Fuseworks Media

‘Pharmacists make dispensing error in providing excess medication to woman’

A registered pharmacist and a pharmacy manager breached the Code of Health and Disability Services Consumers’ Rights (the Code) by giving a woman the incorrect strength of medication. 

The woman, who has a history of mental health difficulties, was prescribed venlafaxine by her GP on the advice of her mental health team. The woman had asked not to be given a large amount of venlafaxine and her doctor had prescribed a specific quantity and strength of her medication to be dispensed at a time.

The woman collected her medication from the pharmacy and noticed when she got home that she had received 21 tablets at 150mg strength instead of the correct strength of 37.5mg that she was prescribed.

Deborah James, Deputy Health and Disability Commissioner, found a registered pharmacist and the pharmacy manager (also a pharmacist) breached Right 4(2) of the Code which gives every consumer the right to have services provided that comply with legal, professional, ethical, and other relevant standards.

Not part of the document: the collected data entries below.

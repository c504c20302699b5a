//! # Transform Pipeline
//!
//! Model, view, projection and normal matrices. All matrices here use the
//! OpenGL clip convention (depth in [-1, 1]); [`OPENGL_TO_WGPU_MATRIX`] is
//! applied only when the projection is uploaded.
//!
//! The animated object's model matrix is composed as
//! `rotation * scale * translate(dx, 0, dz)` with rotation outermost, where
//! `dx = 5 sin(t + pi/2)` and `dz = 5 sin(2t)`.

use std::f32::consts::FRAC_PI_2;

use cgmath::{Deg, Matrix, Matrix4, Point3, SquareMatrix, Vector3};

#[rustfmt::skip]
pub const OPENGL_TO_WGPU_MATRIX: Matrix4<f32> = Matrix4::new(
    1.0, 0.0, 0.0, 0.0,
    0.0, 1.0, 0.0, 0.0,
    0.0, 0.0, 0.5, 0.0,
    0.0, 0.0, 0.5, 1.0,
);

/// Amplitude of the motion path in world units.
pub const PATH_AMPLITUDE: f32 = 5.0;

/// Angle applied by one rotate-left / rotate-right command.
pub const ROTATION_STEP: Deg<f32> = Deg(10.0);

/// Distance of every camera preset from the origin.
pub const CAMERA_DISTANCE: f32 = 25.0;

/// Offset of the animated object along its path at parameter `t`. Y is always 0.
pub fn motion_offset(t: f32) -> Vector3<f32> {
    Vector3::new(
        PATH_AMPLITUDE * (t + FRAC_PI_2).sin(),
        0.0,
        PATH_AMPLITUDE * (2.0 * t).sin(),
    )
}

/// Model matrix of the animated object.
pub fn animated_model_matrix(rotation: Matrix4<f32>, scale: Matrix4<f32>, t: f32) -> Matrix4<f32> {
    rotation * scale * Matrix4::from_translation(motion_offset(t))
}

/// Model matrix of a static object: a plain translation along X.
pub fn static_model_matrix(offset_x: f32) -> Matrix4<f32> {
    Matrix4::from_translation(Vector3::new(offset_x, 0.0, 0.0))
}

/// Inverse-transpose of a model matrix. A singular matrix (zero scale) has
/// no meaningful normal transform and maps to identity.
pub fn normal_matrix(model: Matrix4<f32>) -> Matrix4<f32> {
    match model.invert() {
        Some(inverse) => inverse.transpose(),
        None => {
            log::warn!("Model matrix is singular, using identity normal matrix");
            Matrix4::identity()
        }
    }
}

/// Persistent rotation about the world Y axis.
///
/// Stored as a wrapped angle rather than an accumulated matrix so long
/// sessions do not drift.
#[derive(Debug, Clone, Copy, PartialEq, Default)]
pub struct YawRotation {
    degrees: f32,
}

impl YawRotation {
    pub fn degrees(&self) -> f32 {
        self.degrees
    }

    pub fn rotate(&mut self, delta: Deg<f32>) {
        self.degrees = (self.degrees + delta.0).rem_euclid(360.0);
    }

    pub fn matrix(&self) -> Matrix4<f32> {
        Matrix4::from_angle_y(Deg(self.degrees))
    }
}

/// Uniform-per-axis scale hook. Identity in the current design.
#[derive(Debug, Clone, Copy, PartialEq)]
pub struct ScaleHook {
    pub factors: Vector3<f32>,
}

impl Default for ScaleHook {
    fn default() -> Self {
        Self {
            factors: Vector3::new(1.0, 1.0, 1.0),
        }
    }
}

impl ScaleHook {
    pub fn matrix(&self) -> Matrix4<f32> {
        Matrix4::from_nonuniform_scale(self.factors.x, self.factors.y, self.factors.z)
    }
}

/// Fixed camera positions, all looking at the origin.
#[derive(Debug, Clone, Copy, PartialEq, Eq)]
pub enum CameraPreset {
    ViewX,
    ViewY,
    ViewZ,
}

impl CameraPreset {
    pub fn eye(self) -> Point3<f32> {
        match self {
            CameraPreset::ViewX => Point3::new(CAMERA_DISTANCE, 0.0, 0.0),
            CameraPreset::ViewY => Point3::new(0.0, CAMERA_DISTANCE, 0.0),
            CameraPreset::ViewZ => Point3::new(0.0, 0.0, CAMERA_DISTANCE),
        }
    }

    pub fn up(self) -> Vector3<f32> {
        match self {
            CameraPreset::ViewX | CameraPreset::ViewZ => Vector3::unit_y(),
            // Looking straight down Y, so Y cannot be "up".
            CameraPreset::ViewY => Vector3::unit_z(),
        }
    }

    pub fn view_matrix(self) -> Matrix4<f32> {
        Matrix4::look_at_rh(self.eye(), Point3::new(0.0, 0.0, 0.0), self.up())
    }
}

/// Projection modes selectable at runtime.
#[derive(Debug, Clone, Copy, PartialEq, Eq)]
pub enum ProjectionPreset {
    Perspective,
    Orthographic,
}

impl ProjectionPreset {
    pub const FOV_Y: Deg<f32> = Deg(60.0);
    pub const ASPECT: f32 = 1.0;
    pub const NEAR: f32 = 0.01;
    pub const FAR: f32 = 1000.0;
    pub const ORTHO_EXTENT: f32 = 100.0;

    pub fn matrix(self) -> Matrix4<f32> {
        match self {
            ProjectionPreset::Perspective => {
                cgmath::perspective(Self::FOV_Y, Self::ASPECT, Self::NEAR, Self::FAR)
            }
            ProjectionPreset::Orthographic => {
                let e = Self::ORTHO_EXTENT;
                cgmath::ortho(-e, e, -e, e, -e, e)
            }
        }
    }
}

#[cfg(test)]
mod tests {
    use super::*;
    use cgmath::{Vector4, Zero};

    const EPSILON: f32 = 1e-4;

    fn assert_matrix_near(a: Matrix4<f32>, b: Matrix4<f32>) {
        for col in 0..4 {
            for row in 0..4 {
                assert!(
                    (a[col][row] - b[col][row]).abs() < EPSILON,
                    "mismatch at [{}][{}]: {} vs {}",
                    col,
                    row,
                    a[col][row],
                    b[col][row]
                );
            }
        }
    }

    #[test]
    fn test_motion_path_matches_parametric_form() {
        for i in 0..200 {
            let t = i as f32 * 0.037;
            let offset = motion_offset(t);
            assert!((offset.x - 5.0 * (t + FRAC_PI_2).sin()).abs() < EPSILON);
            assert!((offset.z - 5.0 * (2.0 * t).sin()).abs() < EPSILON);
            assert_eq!(offset.y, 0.0);
        }
    }

    #[test]
    fn test_offset_after_five_steps() {
        let offset = motion_offset(0.05);
        assert!((offset.x - 4.994).abs() < 1e-3);
        assert!((offset.z - 0.4996).abs() < 1e-3);
    }

    #[test]
    fn test_animated_model_places_origin_on_path() {
        let t = 1.3;
        let model = animated_model_matrix(Matrix4::identity(), ScaleHook::default().matrix(), t);
        let origin = model * Vector4::new(0.0, 0.0, 0.0, 1.0);
        let expected = motion_offset(t);
        assert!((origin.x - expected.x).abs() < EPSILON);
        assert!(origin.y.abs() < EPSILON);
        assert!((origin.z - expected.z).abs() < EPSILON);
    }

    #[test]
    fn test_rotation_is_outermost() {
        // Rotating 90 degrees about Y maps the path offset (x, 0, z) to (z, 0, -x).
        let mut rotation = YawRotation::default();
        rotation.rotate(Deg(90.0));
        let t = 0.0;
        let model = animated_model_matrix(rotation.matrix(), Matrix4::identity(), t);
        let origin = model * Vector4::new(0.0, 0.0, 0.0, 1.0);
        let offset = motion_offset(t);
        assert!((origin.x - offset.z).abs() < EPSILON);
        assert!((origin.z + offset.x).abs() < EPSILON);
    }

    #[test]
    fn test_scale_hook_composes() {
        let scale = ScaleHook {
            factors: Vector3::new(2.0, 2.0, 2.0),
        };
        let model = animated_model_matrix(Matrix4::identity(), scale.matrix(), 0.0);
        let origin = model * Vector4::new(0.0, 0.0, 0.0, 1.0);
        assert!((origin.x - 2.0 * PATH_AMPLITUDE).abs() < EPSILON);
    }

    #[test]
    fn test_rotation_round_trip_returns_to_identity() {
        let mut rotation = YawRotation::default();
        for _ in 0..10 {
            rotation.rotate(ROTATION_STEP);
        }
        for _ in 0..10 {
            rotation.rotate(-ROTATION_STEP);
        }
        assert_matrix_near(rotation.matrix(), Matrix4::identity());
    }

    #[test]
    fn test_rotation_wraps() {
        let mut rotation = YawRotation::default();
        for _ in 0..37 {
            rotation.rotate(ROTATION_STEP);
        }
        assert!((rotation.degrees() - 10.0).abs() < EPSILON);
        rotation.rotate(-Deg(20.0));
        assert!((rotation.degrees() - 350.0).abs() < EPSILON);
    }

    #[test]
    fn test_static_normal_matrix_of_translation_keeps_directions() {
        let normal = normal_matrix(static_model_matrix(-2.0));
        let n = normal * Vector4::new(0.0, 1.0, 0.0, 0.0);
        assert!((n.y - 1.0).abs() < EPSILON);
        assert!(n.x.abs() < EPSILON && n.z.abs() < EPSILON);
    }

    #[test]
    fn test_normal_matrix_is_inverse_transpose() {
        let model = Matrix4::from_angle_y(Deg(30.0))
            * Matrix4::from_nonuniform_scale(1.0, 3.0, 0.5)
            * Matrix4::from_translation(Vector3::new(1.0, 2.0, 3.0));
        let normal = normal_matrix(model);
        assert_matrix_near(normal.transpose() * model, Matrix4::identity());
    }

    #[test]
    fn test_singular_model_falls_back_to_identity() {
        assert_eq!(normal_matrix(Matrix4::zero()), Matrix4::identity());
    }

    #[test]
    fn test_camera_presets_are_idempotent() {
        for preset in [CameraPreset::ViewX, CameraPreset::ViewY, CameraPreset::ViewZ] {
            assert_eq!(preset.view_matrix(), preset.view_matrix());
        }
    }

    #[test]
    fn test_camera_preset_moves_eye_to_origin() {
        for preset in [CameraPreset::ViewX, CameraPreset::ViewY, CameraPreset::ViewZ] {
            let eye = preset.eye();
            let view_space = preset.view_matrix() * Vector4::new(eye.x, eye.y, eye.z, 1.0);
            assert!(view_space.x.abs() < EPSILON);
            assert!(view_space.y.abs() < EPSILON);
            assert!(view_space.z.abs() < EPSILON);

            let target = preset.view_matrix() * Vector4::new(0.0, 0.0, 0.0, 1.0);
            assert!((target.z + CAMERA_DISTANCE).abs() < EPSILON);
        }
    }

    #[test]
    fn test_orthographic_box_maps_to_unit_cube() {
        let projection = ProjectionPreset::Orthographic.matrix();
        let corner = projection * Vector4::new(100.0, 100.0, -100.0, 1.0);
        assert!((corner.x - 1.0).abs() < EPSILON);
        assert!((corner.y - 1.0).abs() < EPSILON);
        assert!((corner.z - 1.0).abs() < EPSILON);
    }

    #[test]
    fn test_perspective_depth_range() {
        let projection = ProjectionPreset::Perspective.matrix();
        let near = projection * Vector4::new(0.0, 0.0, -ProjectionPreset::NEAR, 1.0);
        assert!((near.z / near.w + 1.0).abs() < 1e-3);
        let far = projection * Vector4::new(0.0, 0.0, -ProjectionPreset::FAR, 1.0);
        assert!((far.z / far.w - 1.0).abs() < 1e-3);
    }
}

On the day in question, which followed a long weekend, the pharmacy was understaffed and had a backlog of scripts to fill. Ms James acknowledged this but noted “it is a fundamental patient safety and quality assurance step in the dispensing process to adequately check the medication being dispensed against the prescription for accuracy. This involves checking that the correct medicine, dose, form, strength, and quantity is being dispensed, and checking for any interactions.”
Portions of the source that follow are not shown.